─── Dataset content

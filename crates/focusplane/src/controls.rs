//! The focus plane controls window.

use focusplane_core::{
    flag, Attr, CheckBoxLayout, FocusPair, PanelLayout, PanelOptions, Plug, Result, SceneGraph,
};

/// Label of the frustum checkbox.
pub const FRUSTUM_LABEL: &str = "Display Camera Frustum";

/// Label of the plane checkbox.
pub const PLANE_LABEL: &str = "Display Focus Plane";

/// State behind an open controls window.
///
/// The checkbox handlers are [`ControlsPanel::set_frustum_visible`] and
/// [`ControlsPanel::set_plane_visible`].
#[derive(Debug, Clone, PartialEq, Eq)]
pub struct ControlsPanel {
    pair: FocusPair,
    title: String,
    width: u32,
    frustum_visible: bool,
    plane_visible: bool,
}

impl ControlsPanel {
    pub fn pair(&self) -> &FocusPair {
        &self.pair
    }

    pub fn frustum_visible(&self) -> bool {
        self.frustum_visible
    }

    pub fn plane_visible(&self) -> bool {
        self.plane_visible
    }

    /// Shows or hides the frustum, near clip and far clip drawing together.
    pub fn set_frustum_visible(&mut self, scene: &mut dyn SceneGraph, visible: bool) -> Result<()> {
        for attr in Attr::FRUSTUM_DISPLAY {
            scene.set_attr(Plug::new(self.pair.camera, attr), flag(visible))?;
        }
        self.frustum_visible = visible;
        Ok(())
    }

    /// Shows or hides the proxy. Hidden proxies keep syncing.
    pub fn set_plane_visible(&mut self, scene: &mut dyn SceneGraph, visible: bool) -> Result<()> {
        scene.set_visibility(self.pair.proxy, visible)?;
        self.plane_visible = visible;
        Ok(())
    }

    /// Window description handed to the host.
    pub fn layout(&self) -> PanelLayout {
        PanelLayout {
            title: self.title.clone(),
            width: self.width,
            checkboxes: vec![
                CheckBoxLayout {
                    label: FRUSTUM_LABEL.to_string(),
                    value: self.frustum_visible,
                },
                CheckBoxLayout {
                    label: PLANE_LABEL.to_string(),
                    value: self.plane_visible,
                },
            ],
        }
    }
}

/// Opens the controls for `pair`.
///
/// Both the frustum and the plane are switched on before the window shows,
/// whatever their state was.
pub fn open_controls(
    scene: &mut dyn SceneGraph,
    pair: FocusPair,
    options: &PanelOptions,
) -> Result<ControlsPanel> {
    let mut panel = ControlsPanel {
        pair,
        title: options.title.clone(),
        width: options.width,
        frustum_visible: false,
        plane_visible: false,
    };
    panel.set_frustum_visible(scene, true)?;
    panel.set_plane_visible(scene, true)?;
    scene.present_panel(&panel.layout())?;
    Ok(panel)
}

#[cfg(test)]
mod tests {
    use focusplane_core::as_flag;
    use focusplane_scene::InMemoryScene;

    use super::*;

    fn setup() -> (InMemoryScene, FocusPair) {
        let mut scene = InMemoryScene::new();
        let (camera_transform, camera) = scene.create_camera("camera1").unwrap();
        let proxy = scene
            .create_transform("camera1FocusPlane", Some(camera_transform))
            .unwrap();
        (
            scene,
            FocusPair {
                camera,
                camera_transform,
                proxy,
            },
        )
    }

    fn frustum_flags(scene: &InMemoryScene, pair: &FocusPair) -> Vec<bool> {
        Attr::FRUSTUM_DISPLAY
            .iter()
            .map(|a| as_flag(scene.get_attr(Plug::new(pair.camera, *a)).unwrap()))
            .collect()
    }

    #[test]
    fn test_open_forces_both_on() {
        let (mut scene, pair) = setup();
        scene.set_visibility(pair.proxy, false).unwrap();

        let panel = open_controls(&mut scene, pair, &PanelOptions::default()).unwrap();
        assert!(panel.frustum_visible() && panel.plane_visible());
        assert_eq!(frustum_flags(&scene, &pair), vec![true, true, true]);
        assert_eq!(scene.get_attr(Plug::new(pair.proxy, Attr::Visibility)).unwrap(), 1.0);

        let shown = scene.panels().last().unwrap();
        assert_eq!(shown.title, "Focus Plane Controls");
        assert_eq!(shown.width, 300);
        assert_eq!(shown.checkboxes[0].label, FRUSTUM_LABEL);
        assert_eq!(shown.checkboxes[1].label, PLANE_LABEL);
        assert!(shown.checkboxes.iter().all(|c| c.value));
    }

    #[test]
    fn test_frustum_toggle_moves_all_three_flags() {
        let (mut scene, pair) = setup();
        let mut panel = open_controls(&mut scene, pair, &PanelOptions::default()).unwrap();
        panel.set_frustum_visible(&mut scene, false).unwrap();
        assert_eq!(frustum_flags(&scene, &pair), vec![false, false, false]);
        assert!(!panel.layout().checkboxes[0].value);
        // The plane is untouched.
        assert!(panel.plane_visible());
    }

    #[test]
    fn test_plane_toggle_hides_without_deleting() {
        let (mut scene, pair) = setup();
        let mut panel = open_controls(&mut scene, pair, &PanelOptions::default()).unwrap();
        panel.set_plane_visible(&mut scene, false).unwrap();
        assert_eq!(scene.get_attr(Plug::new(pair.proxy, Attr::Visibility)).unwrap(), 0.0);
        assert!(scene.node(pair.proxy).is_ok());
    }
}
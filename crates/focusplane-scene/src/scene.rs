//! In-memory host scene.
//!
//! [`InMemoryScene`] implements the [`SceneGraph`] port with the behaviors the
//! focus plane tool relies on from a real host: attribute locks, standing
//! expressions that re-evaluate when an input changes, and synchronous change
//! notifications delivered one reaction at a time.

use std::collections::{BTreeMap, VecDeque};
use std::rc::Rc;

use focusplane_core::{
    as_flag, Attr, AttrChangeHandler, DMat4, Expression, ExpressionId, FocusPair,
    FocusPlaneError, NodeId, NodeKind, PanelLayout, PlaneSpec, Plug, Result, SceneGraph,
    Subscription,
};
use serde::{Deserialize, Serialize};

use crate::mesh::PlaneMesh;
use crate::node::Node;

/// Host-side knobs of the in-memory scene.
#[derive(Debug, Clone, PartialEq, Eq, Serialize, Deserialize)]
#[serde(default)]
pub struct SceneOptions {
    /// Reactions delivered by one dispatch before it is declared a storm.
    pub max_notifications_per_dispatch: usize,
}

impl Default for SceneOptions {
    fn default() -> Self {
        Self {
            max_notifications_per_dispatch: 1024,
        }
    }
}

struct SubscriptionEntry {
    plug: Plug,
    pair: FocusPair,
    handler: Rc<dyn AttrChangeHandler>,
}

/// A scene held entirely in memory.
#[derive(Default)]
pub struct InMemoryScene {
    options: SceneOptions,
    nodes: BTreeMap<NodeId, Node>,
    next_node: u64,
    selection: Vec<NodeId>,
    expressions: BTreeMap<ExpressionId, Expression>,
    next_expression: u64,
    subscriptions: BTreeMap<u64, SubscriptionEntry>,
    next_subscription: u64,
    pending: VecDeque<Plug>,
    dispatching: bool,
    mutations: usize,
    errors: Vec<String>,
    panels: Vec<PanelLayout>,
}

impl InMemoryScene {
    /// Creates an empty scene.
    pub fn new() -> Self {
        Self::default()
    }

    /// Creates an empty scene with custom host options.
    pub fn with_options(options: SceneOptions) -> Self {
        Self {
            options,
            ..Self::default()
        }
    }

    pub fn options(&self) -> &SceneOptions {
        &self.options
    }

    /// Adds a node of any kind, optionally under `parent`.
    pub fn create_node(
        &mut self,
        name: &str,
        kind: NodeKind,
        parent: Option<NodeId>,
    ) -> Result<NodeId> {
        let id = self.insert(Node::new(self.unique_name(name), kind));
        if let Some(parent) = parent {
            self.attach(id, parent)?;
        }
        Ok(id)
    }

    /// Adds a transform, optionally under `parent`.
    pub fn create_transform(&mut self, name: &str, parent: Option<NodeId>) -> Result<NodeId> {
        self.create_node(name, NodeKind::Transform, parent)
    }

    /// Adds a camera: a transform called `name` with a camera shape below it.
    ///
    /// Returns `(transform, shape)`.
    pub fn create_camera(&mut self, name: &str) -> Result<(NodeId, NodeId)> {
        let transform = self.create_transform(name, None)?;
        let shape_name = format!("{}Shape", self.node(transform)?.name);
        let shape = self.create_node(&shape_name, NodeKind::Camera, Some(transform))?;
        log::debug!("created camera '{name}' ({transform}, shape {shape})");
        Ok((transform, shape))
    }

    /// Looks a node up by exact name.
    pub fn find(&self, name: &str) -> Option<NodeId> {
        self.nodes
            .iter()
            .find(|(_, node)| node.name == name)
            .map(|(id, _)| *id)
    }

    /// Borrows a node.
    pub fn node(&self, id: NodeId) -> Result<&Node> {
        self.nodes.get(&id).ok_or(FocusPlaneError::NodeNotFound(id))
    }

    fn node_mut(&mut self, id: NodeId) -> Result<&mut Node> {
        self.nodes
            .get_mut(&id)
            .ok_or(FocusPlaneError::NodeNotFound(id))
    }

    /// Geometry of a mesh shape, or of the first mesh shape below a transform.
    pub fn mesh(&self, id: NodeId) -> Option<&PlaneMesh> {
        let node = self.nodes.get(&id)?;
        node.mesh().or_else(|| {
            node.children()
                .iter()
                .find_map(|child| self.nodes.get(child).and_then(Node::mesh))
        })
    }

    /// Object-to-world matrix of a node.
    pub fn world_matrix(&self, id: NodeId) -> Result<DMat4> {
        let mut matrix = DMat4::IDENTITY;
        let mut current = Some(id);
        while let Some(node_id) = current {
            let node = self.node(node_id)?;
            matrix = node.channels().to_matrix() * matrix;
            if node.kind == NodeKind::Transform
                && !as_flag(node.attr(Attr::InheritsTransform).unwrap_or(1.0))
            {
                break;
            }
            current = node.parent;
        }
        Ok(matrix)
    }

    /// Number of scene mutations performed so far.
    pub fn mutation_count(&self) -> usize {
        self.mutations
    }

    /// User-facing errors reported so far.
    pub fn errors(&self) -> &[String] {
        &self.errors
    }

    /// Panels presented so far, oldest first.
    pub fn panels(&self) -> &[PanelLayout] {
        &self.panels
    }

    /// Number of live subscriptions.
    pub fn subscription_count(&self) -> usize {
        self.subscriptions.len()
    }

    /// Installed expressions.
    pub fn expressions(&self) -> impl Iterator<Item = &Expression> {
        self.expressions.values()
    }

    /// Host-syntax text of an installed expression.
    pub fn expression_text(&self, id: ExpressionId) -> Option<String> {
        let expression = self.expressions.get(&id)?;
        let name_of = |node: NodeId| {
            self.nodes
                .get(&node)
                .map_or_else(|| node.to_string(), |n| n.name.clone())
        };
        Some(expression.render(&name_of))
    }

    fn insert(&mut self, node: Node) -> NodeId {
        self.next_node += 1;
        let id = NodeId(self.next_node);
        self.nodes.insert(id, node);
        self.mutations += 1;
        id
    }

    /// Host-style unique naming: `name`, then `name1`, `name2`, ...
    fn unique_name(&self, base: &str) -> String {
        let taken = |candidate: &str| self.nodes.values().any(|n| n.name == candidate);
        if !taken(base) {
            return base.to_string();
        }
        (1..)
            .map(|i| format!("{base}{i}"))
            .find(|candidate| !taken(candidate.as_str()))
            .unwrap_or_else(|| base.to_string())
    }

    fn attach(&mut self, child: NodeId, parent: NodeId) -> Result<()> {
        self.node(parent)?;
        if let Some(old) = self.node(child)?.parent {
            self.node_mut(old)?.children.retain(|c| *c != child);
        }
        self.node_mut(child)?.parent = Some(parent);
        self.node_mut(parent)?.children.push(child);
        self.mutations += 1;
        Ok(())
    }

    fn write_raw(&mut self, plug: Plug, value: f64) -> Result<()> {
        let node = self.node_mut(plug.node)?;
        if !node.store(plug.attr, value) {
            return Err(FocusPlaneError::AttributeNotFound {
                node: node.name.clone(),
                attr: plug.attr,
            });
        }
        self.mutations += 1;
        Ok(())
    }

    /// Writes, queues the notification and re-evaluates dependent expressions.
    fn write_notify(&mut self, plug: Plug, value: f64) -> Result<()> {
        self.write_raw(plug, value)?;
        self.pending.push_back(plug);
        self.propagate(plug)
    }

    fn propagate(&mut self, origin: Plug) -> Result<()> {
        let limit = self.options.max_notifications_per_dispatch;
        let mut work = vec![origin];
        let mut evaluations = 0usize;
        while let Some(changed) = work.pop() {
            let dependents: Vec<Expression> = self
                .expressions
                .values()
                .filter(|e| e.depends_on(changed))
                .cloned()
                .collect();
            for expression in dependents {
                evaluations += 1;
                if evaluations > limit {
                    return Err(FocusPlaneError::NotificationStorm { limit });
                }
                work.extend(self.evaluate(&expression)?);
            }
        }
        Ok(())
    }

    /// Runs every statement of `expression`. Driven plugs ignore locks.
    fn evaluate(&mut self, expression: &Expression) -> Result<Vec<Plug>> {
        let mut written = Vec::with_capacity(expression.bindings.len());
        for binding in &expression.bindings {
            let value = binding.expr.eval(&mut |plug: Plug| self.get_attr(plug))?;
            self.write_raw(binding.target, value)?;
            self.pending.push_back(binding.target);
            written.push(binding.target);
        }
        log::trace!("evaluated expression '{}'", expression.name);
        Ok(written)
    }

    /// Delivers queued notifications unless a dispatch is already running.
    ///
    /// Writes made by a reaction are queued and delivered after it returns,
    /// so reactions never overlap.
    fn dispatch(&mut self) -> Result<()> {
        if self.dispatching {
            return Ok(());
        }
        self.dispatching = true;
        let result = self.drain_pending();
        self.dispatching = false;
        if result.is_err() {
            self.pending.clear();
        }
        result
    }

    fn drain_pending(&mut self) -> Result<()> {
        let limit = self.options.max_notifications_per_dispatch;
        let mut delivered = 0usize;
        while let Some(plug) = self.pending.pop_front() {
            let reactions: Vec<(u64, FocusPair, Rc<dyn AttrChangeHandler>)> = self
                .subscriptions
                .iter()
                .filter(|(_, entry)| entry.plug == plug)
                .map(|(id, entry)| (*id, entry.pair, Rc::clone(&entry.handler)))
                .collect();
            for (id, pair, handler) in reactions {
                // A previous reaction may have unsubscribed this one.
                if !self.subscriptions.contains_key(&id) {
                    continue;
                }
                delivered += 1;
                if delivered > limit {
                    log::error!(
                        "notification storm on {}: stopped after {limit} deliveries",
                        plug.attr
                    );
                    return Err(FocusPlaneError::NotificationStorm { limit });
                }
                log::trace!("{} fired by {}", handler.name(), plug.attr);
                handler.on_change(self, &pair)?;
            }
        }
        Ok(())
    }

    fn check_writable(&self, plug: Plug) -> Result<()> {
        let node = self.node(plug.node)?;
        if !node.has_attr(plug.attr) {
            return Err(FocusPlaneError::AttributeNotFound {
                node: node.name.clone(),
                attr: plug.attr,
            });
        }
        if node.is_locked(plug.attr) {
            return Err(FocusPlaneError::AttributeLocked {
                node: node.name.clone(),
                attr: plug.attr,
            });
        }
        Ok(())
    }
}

──────

Look above for the line holding "let id = NodeId(self.next_node);", then set down exactly that line and every line after it up to and including the line holding "self.node(parent)?;", with nothing else.

        let id = NodeId(self.next_node);
        self.nodes.insert(id, node);
        self.mutations += 1;
        id
    }

    /// Host-style unique naming: `name`, then `name1`, `name2`, ...
    fn unique_name(&self, base: &str) -> String {
        let taken = |candidate: &str| self.nodes.values().any(|n| n.name == candidate);
        if !taken(base) {
            return base.to_string();
        }
        (1..)
            .map(|i| format!("{base}{i}"))
            .find(|candidate| !taken(candidate.as_str()))
            .unwrap_or_else(|| base.to_string())
    }

    fn attach(&mut self, child: NodeId, parent: NodeId) -> Result<()> {
        self.node(parent)?;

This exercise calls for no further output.